Description
Phi-4-mini-instruct is a lightweight open model built upon synthetic data and filtered publicly available websites - with a focus on high-quality, reasoning dense data. The model belongs to the Phi-4 model family and supports 128K token context length.
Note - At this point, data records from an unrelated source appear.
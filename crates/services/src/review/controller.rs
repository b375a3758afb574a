use std::fmt;
use std::sync::Arc;

use flashdeck_core::model::{CardId, Flashcard, FlashcardDraft, SessionUser};
use storage::repository::FlashcardStore;
use tokio::task::JoinHandle;

use super::deletion::{self, DeleteEvent};
use super::projection::SessionView;
use super::state::{DeleteTicket, SessionState, SharedState, with_state};
use crate::auth::AuthService;
use crate::card_service::CardService;
use crate::error::ControllerError;

/// Navigation request from the review screen.
#[derive(Debug, Clone, Copy, PartialEq, Eq)]
pub enum Navigation {
    Next,
    Previous,
    /// Zero-based index into the current collection.
    Index(usize),
}

/// Immediate answer to a background delete submission.
#[derive(Debug)]
pub enum DeleteSubmission {
    /// Admitted. The handle resolves to the terminal `DeleteEvent`.
    Pending(JoinHandle<DeleteEvent>),
    DeniedBusy,
}

impl DeleteSubmission {
    #[must_use]
    pub fn event(&self) -> DeleteEvent {
        match self {
            Self::Pending(_) => DeleteEvent::AcceptedAndPending,
            Self::DeniedBusy => DeleteEvent::DeniedBusy,
        }
    }
}

/// Review Session Controller: one per review screen.
///
/// Owns the in-memory collection, cursor and delete guard for a signed-in user and
/// mediates deletions against the store. Local state changes only after the store
/// confirms.
pub struct ReviewController {
    user: SessionUser,
    store: Arc<dyn FlashcardStore>,
    cards: CardService,
    state: SharedState,
}

impl ReviewController {
    /// Resolve the signed-in user and load their cards.
    ///
    /// # Errors
    ///
    /// Returns `ControllerError::Unauthenticated` when nobody is signed in, so the caller
    /// can redirect to its login flow. Returns `ControllerError::Cards` if the initial
    /// fetch fails.
    pub async fn open(
        auth: &dyn AuthService,
        store: Arc<dyn FlashcardStore>,
    ) -> Result<Self, ControllerError> {
        let user = auth.current_user().await?;
        let controller = Self {
            user,
            cards: CardService::new(Arc::clone(&store)),
            store,
            state: SharedState::default(),
        };
        controller.refresh().await?;
        Ok(controller)
    }

    #[must_use]
    pub fn user(&self) -> &SessionUser {
        &self.user
    }

    /// Replace the collection with the store's current contents.
    ///
    /// Cards whose deletion was confirmed while the fetch was in flight stay removed.
    ///
    /// # Errors
    ///
    /// Returns `ControllerError::Cards` if the fetch fails; local state is kept.
    pub async fn refresh(&self) -> Result<usize, ControllerError> {
        let records = self.cards.list_cards(self.user.id).await?;
        let (len, (stale, duplicates)) = self.with_state(|s| {
            let skipped = s.load_fetched(records);
            (s.collection.len(), skipped)
        });
        if stale > 0 {
            tracing::debug!(stale, "skipped cards deleted while the fetch was running");
        }
        if duplicates > 0 {
            tracing::warn!(duplicates, "store returned duplicate card ids");
        }
        tracing::debug!(cards = len, "collection refreshed");
        Ok(len)
    }

    /// Move the cursor. Returns whether it moved.
    ///
    /// # Errors
    ///
    /// Returns `ControllerError::Collection` for an out-of-range index.
    pub fn navigate(&self, navigation: Navigation) -> Result<bool, ControllerError> {
        self.with_state(|s| match navigation {
            Navigation::Next => Ok(s.collection.next()),
            Navigation::Previous => Ok(s.collection.previous()),
            Navigation::Index(index) => {
                s.collection.jump_to(index)?;
                Ok(true)
            }
        })
    }

    /// Flip the current card. Returns the new reveal state.
    pub fn toggle_answer(&self) -> bool {
        self.with_state(|s| s.collection.toggle_answer())
    }

    /// Run the deletion protocol for `id` to completion.
    pub async fn request_delete(&self, id: CardId) -> DeleteEvent {
        let ticket = match DeleteTicket::admit(&self.state, id) {
            Ok(ticket) => ticket,
            Err(busy) => {
                tracing::info!(card = %id, in_flight = %busy.in_flight, "duplicate delete ignored");
                return DeleteEvent::DeniedBusy;
            }
        };
        deletion::run(self.store.as_ref(), &self.user, ticket).await
    }

    /// Admit a delete and run it on the runtime without waiting.
    ///
    /// The task keeps running if the controller is closed; its local reconciliation
    /// then does nothing.
    ///
    /// # Panics
    ///
    /// Panics if called outside a tokio runtime.
    pub fn submit_delete(&self, id: CardId) -> DeleteSubmission {
        let ticket = match DeleteTicket::admit(&self.state, id) {
            Ok(ticket) => ticket,
            Err(busy) => {
                tracing::info!(card = %id, in_flight = %busy.in_flight, "duplicate delete ignored");
                return DeleteSubmission::DeniedBusy;
            }
        };
        let store = Arc::clone(&self.store);
        let user = self.user.clone();
        let handle =
            tokio::spawn(async move { deletion::run(store.as_ref(), &user, ticket).await });
        DeleteSubmission::Pending(handle)
    }

    /// Create a card for the signed-in user, then reload the collection.
    ///
    /// # Errors
    ///
    /// Returns `ControllerError::Cards` for validation or store failures.
    pub async fn create_card(&self, draft: FlashcardDraft) -> Result<Flashcard, ControllerError> {
        let card = self.cards.create_card(self.user.id, draft).await?;
        self.refresh().await?;
        Ok(card)
    }

    /// Current render snapshot.
    #[must_use]
    pub fn projection(&self) -> SessionView {
        self.with_state(|s| SessionView::project(&s.collection, &s.guard))
    }

    /// Tear the session down without waiting for in-flight deletes.
    pub fn close(self) {
        tracing::debug!(user = %self.user.id, "review session closed");
    }

    fn with_state<R>(&self, f: impl FnOnce(&mut SessionState) -> R) -> R {
        with_state(&self.state, f)
    }
}

impl fmt::Debug for ReviewController {
    fn fmt(&self, f: &mut fmt::Formatter<'_>) -> fmt::Result {
        let (len, cursor, in_flight) = self.with_state(|s| {
            (s.collection.len(), s.collection.cursor(), s.guard.in_flight())
        });
        f.debug_struct("ReviewController")
            .field("user", &self.user.id)
            .field("cards_len", &len)
            .field("cursor", &cursor)
            .field("in_flight", &in_flight)
            .finish_non_exhaustive()
    }
}
use std::collections::HashSet;

use crate::error::CollectionError;
use crate::model::{CardId, Flashcard};

/// Ordered in-memory flashcards with a viewing cursor.
///
/// Invariants, checked after every mutation in debug builds:
/// - `cursor` is `None` iff `records` is empty, otherwise `cursor < records.len()`
/// - no two records share an id
/// - `answer_revealed` is `false` after any cursor change
#[derive(Debug, Clone, Default)]
pub struct CollectionModel {
    records: Vec<Flashcard>,
    cursor: Option<usize>,
    answer_revealed: bool,
}

impl CollectionModel {
    #[must_use]
    pub fn new() -> Self {
        Self::default()
    }

    /// Replace the collection wholesale, keeping the store's order.
    ///
    /// Duplicate ids keep their first occurrence. Returns how many duplicates were dropped.
    pub fn load(&mut self, records: Vec<Flashcard>) -> usize {
        let incoming = records.len();
        let mut seen = HashSet::with_capacity(incoming);
        self.records = records
            .into_iter()
            .filter(|card| seen.insert(card.id()))
            .collect();
        self.cursor = if self.records.is_empty() { None } else { Some(0) };
        self.answer_revealed = false;
        self.debug_check();
        incoming - self.records.len()
    }

    /// Advance with wraparound. Returns `false` when there is nothing to move to.
    pub fn next(&mut self) -> bool {
        self.step(|cursor, len| (cursor + 1) % len)
    }

    /// Retreat with wraparound. Returns `false` when there is nothing to move to.
    pub fn previous(&mut self) -> bool {
        self.step(|cursor, len| (cursor + len - 1) % len)
    }

    fn step(&mut self, advance: impl FnOnce(usize, usize) -> usize) -> bool {
        let len = self.records.len();
        let Some(cursor) = self.cursor else {
            return false;
        };
        if len < 2 {
            return false;
        }
        self.cursor = Some(advance(cursor, len));
        self.answer_revealed = false;
        self.debug_check();
        true
    }

    /// Move the cursor to `index`.
    ///
    /// # Errors
    ///
    /// Returns `CollectionError::IndexOutOfRange` if `index >= len`.
    pub fn jump_to(&mut self, index: usize) -> Result<(), CollectionError> {
        let len = self.records.len();
        if index >= len {
            return Err(CollectionError::IndexOutOfRange { index, len });
        }
        self.cursor = Some(index);
        self.answer_revealed = false;
        self.debug_check();
        Ok(())
    }

    /// Flip between question and answer. Returns the new reveal state.
    pub fn toggle_answer(&mut self) -> bool {
        if self.records.is_empty() {
            return false;
        }
        self.answer_revealed = !self.answer_revealed;
        self.answer_revealed
    }

    /// Remove a record and repair the cursor so it keeps pointing at the same card,
    /// or at the new last card when the removed one was last.
    ///
    /// # Errors
    ///
    /// Returns `CollectionError::NotFound` if no record has `id`; the model is unchanged.
    pub fn remove_by_id(&mut self, id: CardId) -> Result<Flashcard, CollectionError> {
        let position = self
            .position_of(id)
            .ok_or(CollectionError::NotFound(id))?;
        let last_index = self.records.len() - 1;
        let removed = self.records.remove(position);

        self.cursor = match self.cursor {
            _ if self.records.is_empty() => None,
            Some(cursor) if position < cursor => Some(cursor - 1),
            Some(cursor) if position == cursor && cursor == last_index => Some(cursor - 1),
            other => other,
        };
        self.answer_revealed = false;
        self.debug_check();
        Ok(removed)
    }

    #[must_use]
    pub fn records(&self) -> &[Flashcard] {
        &self.records
    }

    #[must_use]
    pub fn cursor(&self) -> Option<usize> {
        self.cursor
    }

    #[must_use]
    pub fn answer_revealed(&self) -> bool {
        self.answer_revealed
    }

    #[must_use]
    pub fn len(&self) -> usize {
        self.records.len()
    }

    #[must_use]
    pub fn is_empty(&self) -> bool {
        self.records.is_empty()
    }

    #[must_use]
    pub fn current(&self) -> Option<&Flashcard> {
        self.cursor.and_then(|i| self.records.get(i))
    }

    #[must_use]
    pub fn position_of(&self, id: CardId) -> Option<usize> {
        self.records.iter().position(|card| card.id() == id)
    }

    fn debug_check(&self) {
        debug_assert_eq!(self.cursor.is_none(), self.records.is_empty());
        debug_assert!(self.cursor.is_none_or(|c| c < self.records.len()));
    }
}
mod card;
mod ids;
mod user;

pub use card::{CardValidationError, Flashcard, FlashcardDraft, ValidatedFlashcard};
pub use ids::{CardId, ParseIdError, UserId};
pub use user::SessionUser;
//! Line-oriented review screen over any async reader and writer.

use std::io::Write;
use std::str::FromStr;

use flashdeck_core::model::CardId;
use services::{DeleteEvent, DeleteSubmission, Navigation, ReviewController, SessionView};
use thiserror::Error;
use tokio::io::{AsyncBufRead, AsyncBufReadExt, Lines};

#[derive(Debug, Clone, Copy, PartialEq, Eq)]
pub enum ReviewCommand {
    Next,
    Previous,
    Flip,
    /// Zero-based, converted from the 1-based number the user typed.
    Jump(usize),
    List,
    Delete(Option<CardId>),
    Refresh,
    Help,
    Quit,
}

#[derive(Debug, Error, PartialEq, Eq)]
pub enum CommandError {
    #[error("unknown command {0:?}, type `h` for help")]
    Unknown(String),
    #[error("`{0}` needs an argument")]
    MissingArgument(&'static str),
    #[error("{0:?} is not a valid number")]
    InvalidNumber(String),
}

impl FromStr for ReviewCommand {
    type Err = CommandError;

    fn from_str(line: &str) -> Result<Self, Self::Err> {
        let mut parts = line.split_whitespace();
        let Some(head) = parts.next() else {
            return Ok(Self::Next);
        };
        let arg = parts.next();
        match head {
            "n" | "next" => Ok(Self::Next),
            "p" | "prev" | "previous" => Ok(Self::Previous),
            "f" | "flip" => Ok(Self::Flip),
            "l" | "list" => Ok(Self::List),
            "r" | "refresh" => Ok(Self::Refresh),
            "h" | "help" | "?" => Ok(Self::Help),
            "q" | "quit" | "exit" => Ok(Self::Quit),
            "j" | "jump" => {
                let raw = arg.ok_or(CommandError::MissingArgument("j"))?;
                match raw.parse::<usize>() {
                    Ok(n) if n > 0 => Ok(Self::Jump(n - 1)),
                    _ => Err(CommandError::InvalidNumber(raw.to_owned())),
                }
            }
            "d" | "delete" => match arg {
                None => Ok(Self::Delete(None)),
                Some(raw) => raw
                    .parse::<CardId>()
                    .map(|id| Self::Delete(Some(id)))
                    .map_err(|_| CommandError::InvalidNumber(raw.to_owned())),
            },
            other => Err(CommandError::Unknown(other.to_owned())),
        }
    }
}

const HELP: &str = "\
commands:
  n, next       next card (Enter does the same)
  p, prev       previous card
  f, flip       show question/answer
  j <n>         jump to card n
  l, list       list all cards
  d [id]        delete the current card or the given id
  r, refresh    reload from the database
  q, quit       leave the session";

pub fn render(view: &SessionView, out: &mut impl Write) -> std::io::Result<()> {
    if view.is_empty {
        writeln!(out, "No flashcards yet. Add one with `flashdeck add`.")?;
        return Ok(());
    }
    let side = if view.answer_revealed { "A" } else { "Q" };
    if let (Some(position), Some(text)) = (view.position, view.display_text.as_deref()) {
        writeln!(out, "[{position}/{}] {side}: {text}", view.total)?;
    }
    if let Some(deleting) = view.deleting {
        writeln!(out, "  (deleting card {deleting}...)")?;
    }
    Ok(())
}

pub fn render_list(view: &SessionView, out: &mut impl Write) -> std::io::Result<()> {
    for (idx, item) in view.cards.iter().enumerate() {
        let marker = if item.is_current { '>' } else { ' ' };
        writeln!(
            out,
            "{marker} {:>3}. #{:<5} {}",
            idx + 1,
            item.id.to_string(),
            item.question
        )?;
    }
    Ok(())
}

async fn confirm<R>(lines: &mut Lines<R>, out: &mut impl Write, id: CardId) -> anyhow::Result<bool>
where
    R: AsyncBufRead + Unpin,
{
    write!(out, "Delete card {id}? [y/N] ")?;
    out.flush()?;
    let answer = lines.next_line().await?.unwrap_or_default();
    Ok(matches!(answer.trim(), "y" | "Y" | "yes"))
}

async fn delete(ctrl: &ReviewController, id: CardId, out: &mut impl Write) -> anyhow::Result<()> {
    let submission = ctrl.submit_delete(id);
    writeln!(out, "{}", submission.event())?;
    let event = match submission {
        DeleteSubmission::Pending(handle) => handle.await?,
        DeleteSubmission::DeniedBusy => return Ok(()),
    };
    writeln!(out, "{event}")?;
    if event == DeleteEvent::Completed {
        render(&ctrl.projection(), out)?;
    }
    Ok(())
}

fn navigate(
    ctrl: &ReviewController,
    navigation: Navigation,
    out: &mut impl Write,
) -> std::io::Result<()> {
    match ctrl.navigate(navigation) {
        Ok(_) => render(&ctrl.projection(), out),
        Err(err) => writeln!(out, "{err}"),
    }
}

/// Drive a review session until `quit` or end of input.
pub async fn run<R>(ctrl: &ReviewController, input: R, out: &mut impl Write) -> anyhow::Result<()>
where
    R: AsyncBufRead + Unpin,
{
    let mut lines = input.lines();
    writeln!(out, "Reviewing as {}. Type `h` for help.", ctrl.user().email)?;
    render(&ctrl.projection(), out)?;

    loop {
        write!(out, "> ")?;
        out.flush()?;
        let Some(line) = lines.next_line().await? else {
            writeln!(out)?;
            break;
        };

        let command = match line.parse::<ReviewCommand>() {
            Ok(command) => command,
            Err(err) => {
                writeln!(out, "{err}")?;
                continue;
            }
        };

        match command {
            ReviewCommand::Quit => break,
            ReviewCommand::Help => writeln!(out, "{HELP}")?,
            ReviewCommand::Next => navigate(ctrl, Navigation::Next, out)?,
            ReviewCommand::Previous => navigate(ctrl, Navigation::Previous, out)?,
            ReviewCommand::Jump(index) => navigate(ctrl, Navigation::Index(index), out)?,
            ReviewCommand::Flip => {
                ctrl.toggle_answer();
                render(&ctrl.projection(), out)?;
            }
            ReviewCommand::List => render_list(&ctrl.projection(), out)?,
            ReviewCommand::Refresh => match ctrl.refresh().await {
                Ok(count) => {
                    writeln!(out, "Loaded {count} cards.")?;
                    render(&ctrl.projection(), out)?;
                }
                Err(err) => writeln!(out, "Refresh failed: {err}")?,
            },
            ReviewCommand::Delete(target) => {
                let view = ctrl.projection();
                let Some(id) = target.or_else(|| view.current.as_ref().map(|c| c.id)) else {
                    writeln!(out, "Nothing to delete.")?;
                    continue;
                };
                if confirm(&mut lines, out, id).await? {
                    delete(ctrl, id, out).await?;
                } else {
                    writeln!(out, "Kept card {id}.")?;
                }
            }
        }
    }

    Ok(())
}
The model underwent an enhancement process, incorporating both supervised fine-tuning and direct preference optimization to support precise instruction adherence and robust safety measures.
Original model from https://huggingface.co/microsoft/Phi-4-mini-instruct
How to use
from sparknlp.base import DocumentAssembler
from sparknlp.annotator import AutoGGUFModel
from pyspark.ml import Pipeline
document_assembler = DocumentAssembler()\
    .setInputCol("text")\
    .setOutputCol("document")
auto_gguf_model = AutoGGUFModel.pretrained("phi_4_mini_instruct_q4_k_m_gguf", "en") \
    .setInputCols(["document"]) \
    .setOutputCol("completions") \
    .setBatchSize(4) \
    .setNPredict(20) \
    .setNGpuLayers(99) \
    .setTemperature(0.4) \
    .setTopK(40) \
    .setTopP(0.9) \
    .setPenalizeNl(True)
pipeline = Pipeline().setStages([
    document_assembler,
    auto_gguf_model
])
data = spark.createDataFrame([
    ["The moon is "]
]).toDF("text")
model = pipeline.fit(data)
result = model.transform(data)
result.select("completions").show(truncate=False)
import com.johnsnowlabs.nlp.base.DocumentAssembler
import com.johnsnowlabs.nlp.annotators.auto.gguf.AutoGGUFModel
import org.apache.spark.ml.Pipeline
val documentAssembler = new DocumentAssembler()
  .setInputCol("text")
  .setOutputCol("document")
val autoGGUFModel = AutoGGUFModel.pretrained("phi_4_mini_instruct_q4_k_m_gguf", "en")
  .setInputCols("document")
  .setOutputCol("completions")
  .setBatchSize(4)
  .setNPredict(20)
  .setNGpuLayers(99)
  .setTemperature(0.4f)
  .setTopK(40)
  .setTopP(0.9f)
  .setPenalizeNl(true)
val pipeline = new Pipeline().setStages(Array(
  documentAssembler,
  autoGGUFModel
))
val data = Seq("The moon is ").toDF("text")
val model = pipeline.fit(data)
val result = model.transform(data)
result.select("completions").show(false)
Results
The moon orbits Earth and is our closest natural satellite. It's about 384,400 kilometers away,
Model Information
| Model Name: | phi_4_mini_instruct_q4_k_m_gguf | 
| Compatibility: | Spark NLP 6.0.3+ | 
| License: | Open Source | 
| Edition: | Official | 
| Input Labels: | [document] | 
| Output Labels: | [completions] | 
| Language: | en | 
| Size: | 2.5 GB |